January through June every year is reporting season for environmental compliance people like myself. As annual reports go, the first is due on January 10th (a Michigan requirement), and the last is due July 1, with a bunch in between. So basically from January 2nd through the end of June most of industry's environmental peons are collecting, sorting, compiling, calculating, wading through, and sinking up to their chins in data. Different agencies and different states require pretty much the same data in different formats or for different purposes. I for example, report the amount of emissions generated from casting xx tons of iron in a given year. Some agencies want to know how many materials we have on site over 10,000 lbs, for emergency response purposes. Some agencies want to know how much air pollution was generated while we made xx tons of iron. Others want to know how much of all types of pollution was generated. Still others want to know only how much waste was generated. And others want to know how much water we sucked from the ground and how much we put back in. I also report that we're doing what our permits say we're supposed to be doing, or that we're not. I also have to create reports for nobody at all - files that sit in the file cabinets on the chance that an inspector will come by the facility and want to read them over, which does sometimes happen.

I generate a LOT of paper and I hate it. It is quite ironic that the environmental people at businesses create such incredible amounts of paper. Luckily, more and more agencies are converting to electronic or online report preparation and submission. In that case, the only paper actually required is usually just one signature page.
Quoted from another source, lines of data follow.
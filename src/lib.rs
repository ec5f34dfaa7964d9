//! # DiffBot HAL Library
//!
//! Hardware abstraction layer for a two-wheeled differential-drive robot.
//!
//! This crate converts per-wheel velocity commands into motor actuation
//! signals and raw quadrature-encoder counts into position/velocity state,
//! on a fixed read/write cadence driven by an external control loop. The
//! GPIO electrical work happens in a separate daemon process reached
//! through the `GpioDaemon` client trait.
//!
//! # Module Structure
//!
//! - [`system`] - DiffBotSystem component, lifecycle state machine, read/write
//! - [`wheel`] - per-wheel encoder/velocity/command state
//! - [`interface`] - exported state/command interface handles
//! - [`joint`] - joint descriptors and interface-contract validation
//! - [`config`] - hardware parameters and TOML configuration
//! - [`daemon`] - GPIO daemon client trait and simulation backend
//! - [`motor`] - velocity command to direction/duty translation
//! - [`error`] - error types
//!
//! # Architecture
//!
//! ```text
//! ┌────────────────────────────────────────────────────────────┐
//! │                  controller runtime (external)             │
//! │        state/command handles        read()/write() @ rate  │
//! └───────────────┬────────────────────────────┬───────────────┘
//!                 ▼                            ▼
//! ┌────────────────────────────────────────────────────────────┐
//! │  DiffBotSystem                                             │
//! │  ┌───────────┐  ┌───────────┐   lifecycle:                 │
//! │  │ Wheel (L) │  │ Wheel (R) │   init→configure→activate    │
//! │  └───────────┘  └───────────┘   →deactivate→shutdown       │
//! └───────────────────────┬────────────────────────────────────┘
//!                         ▼
//!               ┌──────────────────┐
//!               │  GpioDaemon      │ (trait object)
//!               │  trait           │
//!               └──────────────────┘
//! ```

#![deny(warnings)]
#![deny(missing_docs)]

pub mod config;
pub mod daemon;
pub mod error;
pub mod interface;
pub mod joint;
pub mod motor;
pub mod system;
pub mod wheel;

// Re-export key types for convenience
pub use crate::config::{BotConfig, HardwareInfo, HardwareParams};
pub use crate::daemon::{DaemonError, GpioDaemon, PinMode, SimDaemon};
pub use crate::error::HalError;
pub use crate::interface::{CommandHandle, StateHandle, StateKind, WheelSide};
pub use crate::joint::JointDescriptor;
pub use crate::system::{DiffBotSystem, LifecycleState};
pub use crate::wheel::Wheel;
That covers reports, but doesn't always cover your a$$. When an inspector shows up to view a report, we have to be able to show how we arrived at the numbers we've reported, and show backup documentation that supports them. Yep, more paper. Then, the electronic programs often don't let you copy last year's report and just change the production index, you actually have to enter all or most of the information again, which means you have to have a hard copy of last year's report. Yep, more paper.

Our environmental agencies, while getting better, are just as bureaucratic as any other government entity. They have an increasingly important job to do, so we should be fighting to streamline and improve the functioning of those agencies so more of the money can be channeled to the efforts that really matter.